2. Experimental details The growth of m-plane AlN crystals were synthesized by PVT method in a resistance-heated furnace. AlN powders were sintered twice at 2000oC~2200oC for 8 h to reduce the impurity content in the samples. The chamber was vacuumed to 2×10-4 Pa, and then filled to (6~9)×104 Pa with high purity N2. M-plane AlN crystals on tungsten substrate were obtained with the source temperature kept at about 2260~2290 oC for 6~10 h and the gradient between source and crucible lid set as 0.2~1 o
C /mm. Then m-plane AlN crystals obtained were used as native seed to get bulk AlN crystal. AlN crystal microscope images were acquired by laser confocal microscopy. Atomic force
microscopy (AFM) was performed with an intelligent mode using a Bruker Dimension Icon to characterize the nuclei morphologies. X-ray diffraction (XRD) measurements were performed using a high resolution diffractometer (Rigaku, TTRAX III, Cu Ka, 18W) to define the AlN crystal orientation and quality.
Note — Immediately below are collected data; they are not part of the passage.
impl<'a> QueryEngine<'a> {
    /// Build a query engine over `store`, optionally with a decryptor for
    /// `__secure` field resolution.
    pub fn new(store: &'a EntityStore, decryptor: Option<&'a dyn Decryptor>) -> Self {
        Self { store, decryptor }
    }

    /// Run `descriptor` through all eight phases.
    pub fn execute(&self, descriptor: &QueryDescriptor) -> FiberResult<QueryResult> {
        if descriptor.primary.is_empty() {
            return Err(FiberError::InvalidQuery("missing primary".into()));
        }

        let (result, elapsed) = timed(|| self.execute_inner(descriptor));
        let result = result?;
        self.store.record_query_time(elapsed);
        Ok(result)
    }

    fn execute_inner(&self, descriptor: &QueryDescriptor) -> FiberResult<QueryResult> {
        let cache_key = cache_key_for(descriptor);

        // Phase 1: cache check.
        if !descriptor.skip_cache {
            if let Some(cached) = self.store.cache().get_query(&cache_key) {
                return Ok(QueryResult {
                    rows: cached.rows.into_iter().map(|value| QueryRow { value }).collect(),
                    query_cache_hit: true,
                    metrics: QueryMetrics::default(),
                });
            }
        }

        let deadline = descriptor.timeout.map(|budget| Instant::now() + budget);
        let mut metrics = QueryMetrics::default();

        // Phase 2: candidate selection.
        let (candidate_ids, candidate_elapsed) = timed(|| self.select_candidates(descriptor, &mut metrics));
        metrics.candidate_selection = candidate_elapsed;
        let candidate_ids = candidate_ids?;
        check_deadline(deadline, descriptor.timeout)?;

        // Phase 3: load.
        let (entities, load_elapsed) = timed(|| self.load_candidates(&candidate_ids, descriptor));
        metrics.load = load_elapsed;
        let entities = entities;
        check_deadline(deadline, descriptor.timeout)?;

        // Phase 4: TTL filter.
        let entities = if descriptor.skip_ttl {
            entities
        } else {
            entities
                .into_iter()
                .filter(|e| passes_ttl(e, descriptor.ttl_days))
                .collect()
        };
        check_deadline(deadline, descriptor.timeout)?;

        // Phase 5: predicate evaluation.
        let filters = parse_conditions(&descriptor.filter)?;
        let where_clauses = parse_conditions(&descriptor.where_clause)?;
        let entities: Vec<Entity> = entities
            .into_iter()
            .filter(|e| matches_filters(e, &filters) && matches_where(e, &where_clauses))
            .collect();
        check_deadline(deadline, descriptor.timeout)?;

        // Phase 6: projection.
        let mut rows: Vec<Value> = entities
            .iter()
            .map(|e| self.project(e, descriptor))
            .collect::<FiberResult<Vec<_>>>()?;
        check_deadline(deadline, descriptor.timeout)?;

        // Phase 7: paging.
        let offset = descriptor.offset.unwrap_or(0);
        if offset > 0 {
            rows = rows.into_iter().skip(offset).collect();
        }
        if let Some(limit) = descriptor.limit {
            rows.truncate(limit);
        }

        metrics.total = metrics.candidate_selection + metrics.load;

        // Phase 8: publish.
        if !descriptor.skip_cache {
            self.store.cache().put_query(
                cache_key,
                CachedQueryResult {
                    primary_type: descriptor.primary.clone(),
                    rows: rows.clone(),
                },
            );
        }

        if descriptor.include_performance_metrics {
            if let Some(first) = rows.first_mut() {
                if let Value::Object(map) = first {
                    map.insert("__metrics".into(), metrics_to_value(&metrics));
                }
            }
        }

        Ok(QueryResult {
            rows: rows.into_iter().map(|value| QueryRow { value }).collect(),
            query_cache_hit: false,
            metrics,
        })
    }

    fn select_candidates(
        &self,
        descriptor: &QueryDescriptor,
        metrics: &mut QueryMetrics,
    ) -> FiberResult<HashSet<String>> {
        if let Some(id) = &descriptor.id {
            return Ok(HashSet::from([id.clone()]));
        }

        if !descriptor.use_indexes {
            return Ok(self.full_scan_ids(&descriptor.primary));
        }

        let mut intersection: Option<HashSet<String>> = None;
        let mut any_index_used = false;

        for (field, raw) in &descriptor.filter {
            let Some(condition) = parse_condition(raw) else {
                return Err(FiberError::InvalidQuery(format!("unknown operator for field {field}")));
            };
            if let Some(result) = self.store.index().find_and_query(&descriptor.primary, field, None, &condition) {
                any_index_used = true;
                intersection = Some(intersect(intersection, result.matched_ids));
            }
        }

        for (path, raw) in &descriptor.where_clause {
            let Some((attached, field)) = path.split_once('.') else {
                return Err(FiberError::InvalidQuery(format!("malformed where path: {path}")));
            };
            let Some(condition) = parse_condition(raw) else {
                return Err(FiberError::InvalidQuery(format!("unknown operator for path {path}")));
            };
            if let Some(result) = self
                .store
                .index()
                .find_and_query(&descriptor.primary, field, Some(attached), &condition)
            {
                any_index_used = true;
                intersection = Some(intersect(intersection, result.matched_ids));
            }
        }

        metrics.used_index = any_index_used;

        match intersection {
            Some(ids) => Ok(ids),
            None => {
                // No clause was answerable by an index: non-fatal, fall back
                // to a full scan of the primary type (spec §4.5 phase 2,
                // §7 "index-manager failure is non-fatal").
                Ok(self.full_scan_ids(&descriptor.primary))
            }
        }
    }

    fn full_scan_ids(&self, primary: &str) -> HashSet<String> {
        self.store.list_by_type(primary).into_iter().map(|e| e.id).collect()
    }

    fn load_candidates(&self, ids: &HashSet<String>, descriptor: &QueryDescriptor) -> Vec<Entity> {
        let mut ordered: Vec<&String> = ids.iter().collect();
        ordered.sort();

        if descriptor.use_parallel {
            ordered
                .par_iter()
                .filter_map(|id| self.store.get_entity(&descriptor.primary, id))
                .collect()
        } else {
            ordered
                .iter()
                .filter_map(|id| self.store.get_entity(&descriptor.primary, id))
                .collect()
        }
    }

    fn project(&self, entity: &Entity, descriptor: &QueryDescriptor) -> FiberResult<Value> {
        let full = merged_entity_value(entity);

        let include = match &descriptor.include {
            None => return Ok(self.resolve_secure(full, descriptor)?),
            Some(fields) if fields.iter().any(|f| f == "*") => {
                return Ok(self.resolve_secure(full, descriptor)?)
            }
            Some(fields) => fields,
        };

        let mut projected = BTreeMap::new();
        projected.insert("id".to_string(), Value::String(entity.id.clone()));
        for field in include {
            if let Some(value) = full.get(field) {
                projected.insert(field.clone(), value.clone());
            }
        }
        self.resolve_secure(Value::Object(projected), descriptor)
    }

    fn resolve_secure(&self, value: Value, descriptor: &QueryDescriptor) -> FiberResult<Value> {
        let Some(key) = &descriptor.decryption_key else {
            return Ok(value);
        };
        let Value::Object(mut map) = value else {
            return Ok(value);
        };
        if let Some(ciphertext) = map.remove("__secure") {
            let decryptor = self
                .decryptor
                .ok_or_else(|| FiberError::InvalidQuery("decryptionKey set but no decryptor configured".into()))?;
            let plaintext = decryptor.decrypt(&ciphertext, key)?;
            map.insert("__secure".into(), plaintext);
        }
        Ok(Value::Object(map))
    }
}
Polarization Raman spectra of m-plane AlN were collected by a HR800 Raman spectrometer system from Horiba Jobin Yvon with a 532 nm solid-state laser as the exciting source. In the optical path of the scattered signal, a rotatable polarizer was inserted, enabling the measurement component of the scattered light with polarization parallel (perpendicular) to that of incoming light. Raman spectra were acquired in the range of 550-700 cm-1 wave-number by a lens-based spectrometer with a cooled charge-coupled device (CCD) detector.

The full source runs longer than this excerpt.